» **What is needed**
Work out how many lines of the records hold the string "store", and reply with that number alone.

[Dataset entries]

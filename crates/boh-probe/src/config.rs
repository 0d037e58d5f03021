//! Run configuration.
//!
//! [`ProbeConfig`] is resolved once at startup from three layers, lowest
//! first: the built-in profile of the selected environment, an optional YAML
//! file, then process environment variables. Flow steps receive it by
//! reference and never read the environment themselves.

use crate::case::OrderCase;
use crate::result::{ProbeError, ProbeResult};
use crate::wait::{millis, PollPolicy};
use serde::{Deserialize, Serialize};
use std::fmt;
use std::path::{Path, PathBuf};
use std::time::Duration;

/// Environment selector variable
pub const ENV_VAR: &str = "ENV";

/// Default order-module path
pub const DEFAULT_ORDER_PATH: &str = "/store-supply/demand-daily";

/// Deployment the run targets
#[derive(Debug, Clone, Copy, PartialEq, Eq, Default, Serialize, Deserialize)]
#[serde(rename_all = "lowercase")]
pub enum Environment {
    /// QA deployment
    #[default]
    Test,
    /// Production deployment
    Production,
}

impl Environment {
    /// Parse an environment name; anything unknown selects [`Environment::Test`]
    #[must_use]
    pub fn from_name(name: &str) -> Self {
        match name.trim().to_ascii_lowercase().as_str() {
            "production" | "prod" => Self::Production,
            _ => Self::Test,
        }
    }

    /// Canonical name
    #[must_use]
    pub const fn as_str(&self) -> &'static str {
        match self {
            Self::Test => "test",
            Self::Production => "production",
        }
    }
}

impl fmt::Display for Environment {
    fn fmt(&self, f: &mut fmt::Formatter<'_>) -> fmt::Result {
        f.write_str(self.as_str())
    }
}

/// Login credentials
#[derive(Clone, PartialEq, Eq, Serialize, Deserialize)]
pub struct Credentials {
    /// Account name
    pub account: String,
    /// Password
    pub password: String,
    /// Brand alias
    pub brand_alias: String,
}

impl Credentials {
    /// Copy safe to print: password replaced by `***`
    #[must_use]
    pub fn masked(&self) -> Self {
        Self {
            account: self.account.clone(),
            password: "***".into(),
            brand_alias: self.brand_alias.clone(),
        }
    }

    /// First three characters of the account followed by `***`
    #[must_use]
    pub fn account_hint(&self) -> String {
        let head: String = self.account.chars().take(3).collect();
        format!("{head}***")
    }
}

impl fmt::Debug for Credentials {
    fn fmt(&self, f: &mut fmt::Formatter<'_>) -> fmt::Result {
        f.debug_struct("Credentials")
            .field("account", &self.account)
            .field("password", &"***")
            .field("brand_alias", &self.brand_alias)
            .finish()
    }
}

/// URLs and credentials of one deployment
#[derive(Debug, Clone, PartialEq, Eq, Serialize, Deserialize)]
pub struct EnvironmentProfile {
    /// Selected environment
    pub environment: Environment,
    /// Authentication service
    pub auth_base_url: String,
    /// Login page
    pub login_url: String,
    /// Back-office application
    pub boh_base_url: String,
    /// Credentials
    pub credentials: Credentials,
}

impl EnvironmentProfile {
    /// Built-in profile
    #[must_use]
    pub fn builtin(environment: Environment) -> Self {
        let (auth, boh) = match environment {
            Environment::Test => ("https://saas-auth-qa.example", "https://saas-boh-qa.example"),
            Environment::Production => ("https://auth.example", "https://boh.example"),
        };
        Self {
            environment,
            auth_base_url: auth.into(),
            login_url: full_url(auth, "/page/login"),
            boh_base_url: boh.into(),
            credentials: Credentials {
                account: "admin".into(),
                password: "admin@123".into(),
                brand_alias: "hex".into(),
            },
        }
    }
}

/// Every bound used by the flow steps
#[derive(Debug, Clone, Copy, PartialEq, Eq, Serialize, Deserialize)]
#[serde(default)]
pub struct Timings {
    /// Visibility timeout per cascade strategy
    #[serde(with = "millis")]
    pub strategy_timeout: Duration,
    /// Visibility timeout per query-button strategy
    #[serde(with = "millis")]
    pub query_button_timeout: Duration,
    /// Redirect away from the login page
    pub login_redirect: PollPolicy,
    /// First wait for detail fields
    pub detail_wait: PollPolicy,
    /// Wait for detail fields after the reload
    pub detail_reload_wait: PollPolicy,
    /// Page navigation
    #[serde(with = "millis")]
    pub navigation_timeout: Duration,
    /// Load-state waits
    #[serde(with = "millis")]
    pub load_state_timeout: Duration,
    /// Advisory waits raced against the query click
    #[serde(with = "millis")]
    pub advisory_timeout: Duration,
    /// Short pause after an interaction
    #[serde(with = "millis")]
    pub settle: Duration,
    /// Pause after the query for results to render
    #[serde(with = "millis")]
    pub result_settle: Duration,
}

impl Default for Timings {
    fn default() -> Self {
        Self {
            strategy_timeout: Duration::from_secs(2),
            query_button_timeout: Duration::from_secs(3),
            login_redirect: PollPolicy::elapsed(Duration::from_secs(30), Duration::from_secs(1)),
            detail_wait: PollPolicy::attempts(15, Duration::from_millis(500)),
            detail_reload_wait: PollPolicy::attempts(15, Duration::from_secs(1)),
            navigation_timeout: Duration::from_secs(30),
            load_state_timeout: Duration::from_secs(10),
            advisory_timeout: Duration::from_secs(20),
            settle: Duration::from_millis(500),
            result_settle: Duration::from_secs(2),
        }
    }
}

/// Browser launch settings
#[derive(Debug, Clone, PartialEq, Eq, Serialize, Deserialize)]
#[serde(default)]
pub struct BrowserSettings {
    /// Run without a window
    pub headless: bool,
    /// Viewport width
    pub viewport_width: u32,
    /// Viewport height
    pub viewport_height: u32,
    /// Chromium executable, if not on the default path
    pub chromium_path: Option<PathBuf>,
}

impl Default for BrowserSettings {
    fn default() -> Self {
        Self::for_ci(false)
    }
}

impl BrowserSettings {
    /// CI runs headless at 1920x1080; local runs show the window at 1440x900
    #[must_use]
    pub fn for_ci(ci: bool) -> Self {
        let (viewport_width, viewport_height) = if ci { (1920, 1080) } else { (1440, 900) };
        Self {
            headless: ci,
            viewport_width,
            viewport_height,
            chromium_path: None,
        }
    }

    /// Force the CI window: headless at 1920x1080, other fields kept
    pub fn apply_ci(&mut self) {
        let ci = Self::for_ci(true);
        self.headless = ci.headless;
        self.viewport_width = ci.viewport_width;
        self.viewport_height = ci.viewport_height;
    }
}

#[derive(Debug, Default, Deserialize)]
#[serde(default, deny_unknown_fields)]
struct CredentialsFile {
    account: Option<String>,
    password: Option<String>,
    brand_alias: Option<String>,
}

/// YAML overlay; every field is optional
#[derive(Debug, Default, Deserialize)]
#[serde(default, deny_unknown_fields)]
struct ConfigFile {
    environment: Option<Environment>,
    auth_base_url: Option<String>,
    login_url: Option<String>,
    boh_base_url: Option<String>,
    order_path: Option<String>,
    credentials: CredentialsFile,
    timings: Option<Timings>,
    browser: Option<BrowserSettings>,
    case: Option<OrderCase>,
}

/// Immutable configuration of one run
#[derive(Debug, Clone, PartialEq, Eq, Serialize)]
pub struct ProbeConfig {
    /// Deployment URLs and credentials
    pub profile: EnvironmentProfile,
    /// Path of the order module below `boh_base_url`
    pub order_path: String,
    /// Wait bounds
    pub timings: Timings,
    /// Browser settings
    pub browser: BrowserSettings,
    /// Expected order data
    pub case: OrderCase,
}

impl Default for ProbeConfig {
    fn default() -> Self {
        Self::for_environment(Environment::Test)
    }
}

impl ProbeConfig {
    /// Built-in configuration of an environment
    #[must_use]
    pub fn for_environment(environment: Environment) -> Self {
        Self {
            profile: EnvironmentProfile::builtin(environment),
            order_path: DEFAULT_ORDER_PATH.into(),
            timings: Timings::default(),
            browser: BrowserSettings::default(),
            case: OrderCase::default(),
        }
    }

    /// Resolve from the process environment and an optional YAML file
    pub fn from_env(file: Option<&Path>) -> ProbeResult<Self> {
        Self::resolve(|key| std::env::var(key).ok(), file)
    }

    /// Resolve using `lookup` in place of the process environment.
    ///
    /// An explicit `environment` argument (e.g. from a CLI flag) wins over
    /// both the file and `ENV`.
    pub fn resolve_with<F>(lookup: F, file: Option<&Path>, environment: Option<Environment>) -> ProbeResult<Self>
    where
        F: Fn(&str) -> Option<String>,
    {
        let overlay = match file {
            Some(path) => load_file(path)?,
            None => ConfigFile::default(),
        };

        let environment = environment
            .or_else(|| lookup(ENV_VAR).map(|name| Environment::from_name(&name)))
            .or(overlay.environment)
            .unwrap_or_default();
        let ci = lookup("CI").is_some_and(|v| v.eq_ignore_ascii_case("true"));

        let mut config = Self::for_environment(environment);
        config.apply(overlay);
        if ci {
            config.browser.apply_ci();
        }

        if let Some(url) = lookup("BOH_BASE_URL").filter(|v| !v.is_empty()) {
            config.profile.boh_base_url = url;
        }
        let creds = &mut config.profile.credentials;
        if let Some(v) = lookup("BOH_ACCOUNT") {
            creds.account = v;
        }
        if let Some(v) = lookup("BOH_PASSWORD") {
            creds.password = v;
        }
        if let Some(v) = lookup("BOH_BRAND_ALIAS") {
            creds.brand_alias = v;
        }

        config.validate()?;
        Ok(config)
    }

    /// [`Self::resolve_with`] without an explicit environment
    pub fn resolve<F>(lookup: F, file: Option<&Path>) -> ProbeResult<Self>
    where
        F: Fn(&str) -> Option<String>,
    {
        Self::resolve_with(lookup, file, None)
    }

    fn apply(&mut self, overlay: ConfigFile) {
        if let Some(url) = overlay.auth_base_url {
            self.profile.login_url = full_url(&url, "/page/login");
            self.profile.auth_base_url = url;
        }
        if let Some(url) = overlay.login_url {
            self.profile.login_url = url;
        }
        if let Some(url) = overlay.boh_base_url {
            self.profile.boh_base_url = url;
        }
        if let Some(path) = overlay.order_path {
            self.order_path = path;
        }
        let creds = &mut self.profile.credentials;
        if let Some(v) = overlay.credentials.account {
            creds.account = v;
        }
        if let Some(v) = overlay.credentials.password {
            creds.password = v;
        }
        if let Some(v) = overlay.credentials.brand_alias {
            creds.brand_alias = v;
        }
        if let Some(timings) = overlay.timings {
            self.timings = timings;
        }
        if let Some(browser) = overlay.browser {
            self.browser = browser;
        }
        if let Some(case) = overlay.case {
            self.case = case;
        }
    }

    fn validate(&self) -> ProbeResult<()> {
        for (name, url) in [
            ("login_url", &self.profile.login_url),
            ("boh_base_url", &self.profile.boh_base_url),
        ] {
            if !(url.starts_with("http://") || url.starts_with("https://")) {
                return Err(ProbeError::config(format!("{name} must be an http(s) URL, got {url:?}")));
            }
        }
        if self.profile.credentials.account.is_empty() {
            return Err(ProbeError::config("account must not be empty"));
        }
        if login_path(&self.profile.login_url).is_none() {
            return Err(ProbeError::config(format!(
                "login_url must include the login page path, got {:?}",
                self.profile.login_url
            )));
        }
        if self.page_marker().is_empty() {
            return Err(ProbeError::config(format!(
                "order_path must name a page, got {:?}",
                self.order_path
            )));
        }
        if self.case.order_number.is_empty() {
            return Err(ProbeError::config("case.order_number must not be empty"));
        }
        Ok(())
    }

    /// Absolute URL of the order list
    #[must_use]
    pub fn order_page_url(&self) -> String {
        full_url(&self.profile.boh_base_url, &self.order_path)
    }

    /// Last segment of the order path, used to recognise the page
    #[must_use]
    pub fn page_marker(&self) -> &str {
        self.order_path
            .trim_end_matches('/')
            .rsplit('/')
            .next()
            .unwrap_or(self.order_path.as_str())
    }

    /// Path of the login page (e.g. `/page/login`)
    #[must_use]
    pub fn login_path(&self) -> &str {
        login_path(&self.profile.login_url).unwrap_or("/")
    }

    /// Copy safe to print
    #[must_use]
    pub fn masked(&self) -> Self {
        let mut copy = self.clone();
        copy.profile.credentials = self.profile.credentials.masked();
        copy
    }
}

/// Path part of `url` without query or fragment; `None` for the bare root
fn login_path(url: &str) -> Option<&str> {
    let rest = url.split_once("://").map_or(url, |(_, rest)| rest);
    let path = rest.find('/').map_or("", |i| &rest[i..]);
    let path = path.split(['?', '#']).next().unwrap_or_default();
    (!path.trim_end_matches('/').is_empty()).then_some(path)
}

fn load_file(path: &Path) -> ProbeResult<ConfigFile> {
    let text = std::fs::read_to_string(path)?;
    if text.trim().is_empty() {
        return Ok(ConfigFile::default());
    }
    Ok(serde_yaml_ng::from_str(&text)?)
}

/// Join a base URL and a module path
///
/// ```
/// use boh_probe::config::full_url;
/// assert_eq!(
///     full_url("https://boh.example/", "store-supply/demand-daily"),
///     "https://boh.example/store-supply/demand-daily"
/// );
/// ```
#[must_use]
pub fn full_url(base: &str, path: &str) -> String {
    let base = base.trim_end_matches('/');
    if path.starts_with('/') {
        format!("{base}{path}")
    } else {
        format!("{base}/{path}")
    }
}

» **Solution to the exercise**
3